*** Opening Available records ***

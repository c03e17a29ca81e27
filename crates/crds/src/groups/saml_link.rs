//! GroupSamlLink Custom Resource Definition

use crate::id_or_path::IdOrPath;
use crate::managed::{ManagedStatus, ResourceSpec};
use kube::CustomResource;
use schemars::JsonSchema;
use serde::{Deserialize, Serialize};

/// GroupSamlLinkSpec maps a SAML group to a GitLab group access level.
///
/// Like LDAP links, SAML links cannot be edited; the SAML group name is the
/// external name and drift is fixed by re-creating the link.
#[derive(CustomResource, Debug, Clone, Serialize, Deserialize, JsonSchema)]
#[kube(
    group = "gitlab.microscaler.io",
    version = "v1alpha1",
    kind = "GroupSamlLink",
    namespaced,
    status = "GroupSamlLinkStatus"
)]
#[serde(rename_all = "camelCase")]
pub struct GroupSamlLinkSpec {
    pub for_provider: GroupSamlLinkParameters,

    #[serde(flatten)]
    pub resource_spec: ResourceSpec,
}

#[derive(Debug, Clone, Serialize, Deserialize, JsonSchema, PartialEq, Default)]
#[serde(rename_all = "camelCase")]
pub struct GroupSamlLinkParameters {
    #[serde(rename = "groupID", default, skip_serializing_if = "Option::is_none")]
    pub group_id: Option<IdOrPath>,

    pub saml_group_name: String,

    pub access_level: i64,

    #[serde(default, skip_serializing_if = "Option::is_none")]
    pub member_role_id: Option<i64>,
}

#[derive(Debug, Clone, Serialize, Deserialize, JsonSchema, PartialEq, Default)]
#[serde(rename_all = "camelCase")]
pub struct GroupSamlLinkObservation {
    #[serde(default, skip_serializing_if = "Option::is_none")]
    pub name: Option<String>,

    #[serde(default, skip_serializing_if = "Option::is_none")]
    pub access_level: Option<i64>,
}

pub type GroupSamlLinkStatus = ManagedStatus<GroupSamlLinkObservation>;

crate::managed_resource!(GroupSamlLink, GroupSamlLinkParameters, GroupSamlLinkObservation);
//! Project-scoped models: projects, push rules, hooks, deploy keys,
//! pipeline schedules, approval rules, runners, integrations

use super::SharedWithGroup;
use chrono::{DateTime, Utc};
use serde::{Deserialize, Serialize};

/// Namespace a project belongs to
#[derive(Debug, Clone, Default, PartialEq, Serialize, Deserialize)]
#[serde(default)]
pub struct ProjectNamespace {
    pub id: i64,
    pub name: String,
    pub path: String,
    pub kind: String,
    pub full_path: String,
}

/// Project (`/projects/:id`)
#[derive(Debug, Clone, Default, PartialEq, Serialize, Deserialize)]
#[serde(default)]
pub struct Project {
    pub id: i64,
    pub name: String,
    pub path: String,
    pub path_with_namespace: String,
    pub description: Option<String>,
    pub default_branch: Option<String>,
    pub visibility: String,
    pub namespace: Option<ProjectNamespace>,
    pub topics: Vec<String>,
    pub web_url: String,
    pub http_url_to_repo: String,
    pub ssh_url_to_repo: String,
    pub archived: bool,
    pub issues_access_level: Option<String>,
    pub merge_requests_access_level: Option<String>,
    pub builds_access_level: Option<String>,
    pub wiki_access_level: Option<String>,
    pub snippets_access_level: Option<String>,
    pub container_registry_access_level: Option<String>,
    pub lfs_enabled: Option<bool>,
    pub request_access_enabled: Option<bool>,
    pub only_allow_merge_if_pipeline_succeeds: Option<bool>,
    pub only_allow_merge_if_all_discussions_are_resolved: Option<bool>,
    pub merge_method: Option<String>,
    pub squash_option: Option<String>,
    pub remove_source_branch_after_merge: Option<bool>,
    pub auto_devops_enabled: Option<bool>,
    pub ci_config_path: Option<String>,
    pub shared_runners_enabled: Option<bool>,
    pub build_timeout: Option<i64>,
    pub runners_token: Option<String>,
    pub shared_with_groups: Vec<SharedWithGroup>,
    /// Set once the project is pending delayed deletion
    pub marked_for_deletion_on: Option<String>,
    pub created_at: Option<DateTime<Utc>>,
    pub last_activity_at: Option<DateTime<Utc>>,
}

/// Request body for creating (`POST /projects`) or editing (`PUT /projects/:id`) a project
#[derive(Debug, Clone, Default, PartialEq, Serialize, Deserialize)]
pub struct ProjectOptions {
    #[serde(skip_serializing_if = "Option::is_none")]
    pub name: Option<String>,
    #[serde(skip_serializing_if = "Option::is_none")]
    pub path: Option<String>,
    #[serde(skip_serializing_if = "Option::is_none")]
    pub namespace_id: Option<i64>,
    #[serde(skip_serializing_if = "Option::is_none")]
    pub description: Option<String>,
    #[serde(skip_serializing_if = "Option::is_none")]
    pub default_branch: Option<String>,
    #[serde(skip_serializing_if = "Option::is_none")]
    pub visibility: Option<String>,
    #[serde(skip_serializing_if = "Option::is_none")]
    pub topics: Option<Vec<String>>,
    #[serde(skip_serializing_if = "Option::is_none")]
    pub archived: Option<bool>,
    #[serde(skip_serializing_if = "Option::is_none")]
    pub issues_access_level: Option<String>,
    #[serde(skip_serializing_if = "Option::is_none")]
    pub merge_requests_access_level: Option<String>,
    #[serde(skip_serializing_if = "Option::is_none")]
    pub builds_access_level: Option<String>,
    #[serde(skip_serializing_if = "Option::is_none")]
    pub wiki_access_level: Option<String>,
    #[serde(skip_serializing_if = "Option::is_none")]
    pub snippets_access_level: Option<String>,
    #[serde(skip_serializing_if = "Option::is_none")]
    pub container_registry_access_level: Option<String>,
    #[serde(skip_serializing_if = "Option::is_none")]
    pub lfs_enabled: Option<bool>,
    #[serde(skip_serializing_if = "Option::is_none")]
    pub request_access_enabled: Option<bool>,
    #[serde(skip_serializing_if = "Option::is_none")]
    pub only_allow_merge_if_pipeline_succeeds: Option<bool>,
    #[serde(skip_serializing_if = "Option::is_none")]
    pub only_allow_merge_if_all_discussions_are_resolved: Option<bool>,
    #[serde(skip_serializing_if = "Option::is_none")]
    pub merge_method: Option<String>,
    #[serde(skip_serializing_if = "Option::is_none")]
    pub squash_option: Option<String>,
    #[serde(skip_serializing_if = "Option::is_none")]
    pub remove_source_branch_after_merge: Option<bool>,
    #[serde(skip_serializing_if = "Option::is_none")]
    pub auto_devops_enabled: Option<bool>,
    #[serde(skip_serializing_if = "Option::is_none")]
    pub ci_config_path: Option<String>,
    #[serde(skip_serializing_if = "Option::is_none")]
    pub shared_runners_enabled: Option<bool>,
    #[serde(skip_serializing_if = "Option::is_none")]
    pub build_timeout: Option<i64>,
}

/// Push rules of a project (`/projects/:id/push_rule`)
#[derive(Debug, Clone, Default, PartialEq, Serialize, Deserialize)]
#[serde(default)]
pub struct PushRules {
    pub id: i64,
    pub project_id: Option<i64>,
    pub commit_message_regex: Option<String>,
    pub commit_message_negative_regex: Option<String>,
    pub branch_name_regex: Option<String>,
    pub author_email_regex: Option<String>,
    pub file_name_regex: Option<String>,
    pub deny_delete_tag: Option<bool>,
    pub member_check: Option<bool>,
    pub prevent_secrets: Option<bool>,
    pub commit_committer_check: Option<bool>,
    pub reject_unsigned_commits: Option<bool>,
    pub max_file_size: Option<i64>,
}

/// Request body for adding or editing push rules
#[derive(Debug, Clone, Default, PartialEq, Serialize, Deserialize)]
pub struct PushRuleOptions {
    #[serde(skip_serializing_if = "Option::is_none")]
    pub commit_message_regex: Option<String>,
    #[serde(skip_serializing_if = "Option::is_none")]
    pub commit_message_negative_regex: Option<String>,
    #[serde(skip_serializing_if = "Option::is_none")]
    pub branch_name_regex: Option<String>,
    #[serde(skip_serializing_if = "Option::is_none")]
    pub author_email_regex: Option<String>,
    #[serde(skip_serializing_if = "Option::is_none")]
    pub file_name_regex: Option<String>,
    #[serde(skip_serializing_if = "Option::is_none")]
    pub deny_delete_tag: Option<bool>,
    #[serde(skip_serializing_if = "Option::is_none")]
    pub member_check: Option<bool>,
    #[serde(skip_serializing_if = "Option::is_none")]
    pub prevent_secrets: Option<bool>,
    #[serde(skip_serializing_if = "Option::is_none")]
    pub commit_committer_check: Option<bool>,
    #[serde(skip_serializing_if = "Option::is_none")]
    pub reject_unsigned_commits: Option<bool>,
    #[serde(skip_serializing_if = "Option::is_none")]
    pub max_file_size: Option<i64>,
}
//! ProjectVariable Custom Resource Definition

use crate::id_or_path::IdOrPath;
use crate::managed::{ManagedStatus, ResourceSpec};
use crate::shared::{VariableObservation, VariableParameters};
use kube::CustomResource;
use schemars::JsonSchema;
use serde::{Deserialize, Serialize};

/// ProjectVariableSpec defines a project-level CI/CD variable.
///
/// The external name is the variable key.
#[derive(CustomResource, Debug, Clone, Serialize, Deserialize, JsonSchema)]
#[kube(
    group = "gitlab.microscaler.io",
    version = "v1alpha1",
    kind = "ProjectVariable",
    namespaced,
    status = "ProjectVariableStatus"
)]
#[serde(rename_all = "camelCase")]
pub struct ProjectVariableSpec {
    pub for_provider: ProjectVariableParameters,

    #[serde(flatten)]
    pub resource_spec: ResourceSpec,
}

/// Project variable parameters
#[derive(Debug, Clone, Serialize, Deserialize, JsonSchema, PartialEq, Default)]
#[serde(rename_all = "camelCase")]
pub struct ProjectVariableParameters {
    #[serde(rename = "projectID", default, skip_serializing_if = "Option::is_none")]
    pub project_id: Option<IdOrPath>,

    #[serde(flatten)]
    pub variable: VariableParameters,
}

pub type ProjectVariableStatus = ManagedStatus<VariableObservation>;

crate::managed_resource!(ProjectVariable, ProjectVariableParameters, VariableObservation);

*** Closing Available records ***

Your answer should be one number: the count of lines in the records above that contain "struct".

10